Des agissements et des propos qui ont bien failli déboucher sur le pire : Alexis décide d'avaler plusieurs plaquettes de médicaments comme du Tramadol et du Doliprane. Retrouvé dans la forêt roumaine, il est alors victime d'une gifle "dont il conserve des séquelles permanentes au tympan", selon les révélations du Parisien, infligée par un des cadres, un colosse de deux mètres. L'humiliation se poursuit à son retour de mission, à Castres, il est alors traité de "merde" et de "faible". Il est désormais considéré comme déserteur. Clovis, lui, est toujours en arrêt maladie depuis la fin de l'année 2024.

"Dans pas longtemps il se tirera une balle dans le crâne"

Un troisième militaire âgé de 24 ans se rappelle lui avoir été réduit à l'état "d'esclave", auprès du Parisien. Contraint à nettoyer un canal rempli d'excréments pour ne pas avoir accepté "d'être allé aux putes" avec ses camarades, selon ses mots, il est arrivé au point de rupture. "Les chefs s'en rendent compte, et le revendiquent : On fait tout pour qu'il se suicide. Dans pas longtemps il se tirera une balle dans le crâne et il ne nous emmerdera plus", lancent-ils, devant un témoin. L'occasion de trouver une once de réconfort auprès du médecin de la caserne ? Pas le moins du monde. "La seule réponse que j'ai eue c'est : personne ne vous a obligé à venir ici. Comment peut-on dire ça à quelqu'un qui envisage de se donner la mort ?", indique-t-il dans les colonnes du quotidien, médusé. 

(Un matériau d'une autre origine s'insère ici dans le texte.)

// Rust guideline compliant 2026-10-18

//! Finite State Machine module for status transitions.
//!
//! This module validates lifecycle events against the stored status of a
//! discount code. The FSM enforces the following transitions:
//!
//! - Active → Used (mark used, no guard)
//! - Active → Expired (system-detected, only once the expiry date has passed)
//! - Used → Active (restore, only while the expiry date has not passed)
//! - Expired is terminal
//!
//! Deletion and edits are not transitions and are always allowed.

use crate::{DiscountCode, Error, Result, Status};
use chrono::NaiveDate;
use serde::{Deserialize, Serialize};
use std::fmt;

/// Lifecycle events that move a code between stored states.
#[derive(Debug, Clone, Copy, PartialEq, Eq, Hash, Serialize, Deserialize)]
#[serde(rename_all = "snake_case")]
pub enum Event {
    /// User redeemed the code.
    MarkUsed,
    /// User undoes a previous mark-used.
    Restore,
    /// Reconciliation detected that the expiry date has passed.
    Expire,
}

impl fmt::Display for Event {
    fn fmt(&self, f: &mut fmt::Formatter<'_>) -> fmt::Result {
        let name = match self {
            Event::MarkUsed => "mark_used",
            Event::Restore => "restore",
            Event::Expire => "expire",
        };
        f.write_str(name)
    }
}

impl Status {
    /// Computes the status reached by applying `event`.
    ///
    /// # Arguments
    ///
    /// * `event` - The lifecycle event
    /// * `expiry_date` - Expiry date of the record
    /// * `today` - The current calendar date
    ///
    /// # Returns
    ///
    /// The target status if the transition is allowed.
    ///
    /// # Errors
    ///
    /// Returns `GuardViolation` if:
    /// - The event is not valid from the current status
    /// - Restoring a code whose expiry date has passed
    /// - Expiring a code whose expiry date has not passed
    pub fn apply(&self, event: Event, expiry_date: NaiveDate, today: NaiveDate) -> Result<Status> {
        match (self, event) {
            (Status::Active, Event::MarkUsed) => Ok(Status::Used),
            (Status::Active, Event::Expire) => {
                if expiry_date < today {
                    Ok(Status::Expired)
                } else {
                    Err(Error::GuardViolation(format!(
                        "Code is valid until {}, it cannot expire yet",
                        expiry_date
                    )))
                }
            }
            (Status::Used, Event::Restore) => {
                if expiry_date >= today {
                    Ok(Status::Active)
                } else {
                    Err(Error::GuardViolation(format!(
                        "Restore of expired code (expired on {})",
                        expiry_date
                    )))
                }
            }
            (Status::Expired, _) => Err(Error::GuardViolation(
                "Expired codes cannot change status".to_string(),
            )),
            (Status::Used, Event::MarkUsed) => Err(Error::GuardViolation(
                "Code is already marked as used".to_string(),
            )),
            (Status::Active, Event::Restore) => Err(Error::GuardViolation(
                "Only used codes can be restored".to_string(),
            )),
            (Status::Used, Event::Expire) => Err(Error::GuardViolation(
                "Used codes never expire".to_string(),
            )),
        }
    }

    /// Returns the events accepted from the current status.
    ///
    /// # Arguments
    ///
    /// * `expiry_date` - Expiry date of the record
    /// * `today` - The current calendar date
    ///
    /// # Returns
    ///
    /// Vector of events that `apply` would accept.
    pub fn valid_events(&self, expiry_date: NaiveDate, today: NaiveDate) -> Vec<Event> {
        [Event::MarkUsed, Event::Restore, Event::Expire]
            .into_iter()
            .filter(|event| self.apply(*event, expiry_date, today).is_ok())
            .collect()
    }
}

/// Validates an event against a record and returns the target status.
///
/// # Errors
///
/// Returns `GuardViolation` if the event is rejected.
pub fn transition(code: &DiscountCode, event: Event, today: NaiveDate) -> Result<Status> {
    code.status.apply(event, code.expiry_date, today)
}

Une enquête a été initiée par l'armée de Terre pour tenter de faire la lumière sur cette affaire. "Si ces faits sont avérés, des sanctions disciplinaires lourdes seront prises à l'encontre des responsables", a assuré le ministère des Armées auprès de l'Agence-France-Presse (AFP). Me Thibault Laforcade - l'avocat des plaignants - loue l'action de "jeunes hommes extrêmement courageux", qui souhaitent, au delà de la dénonciation des faits, "que des mesures soient prises pour que les pratiques changent", à l'AFP.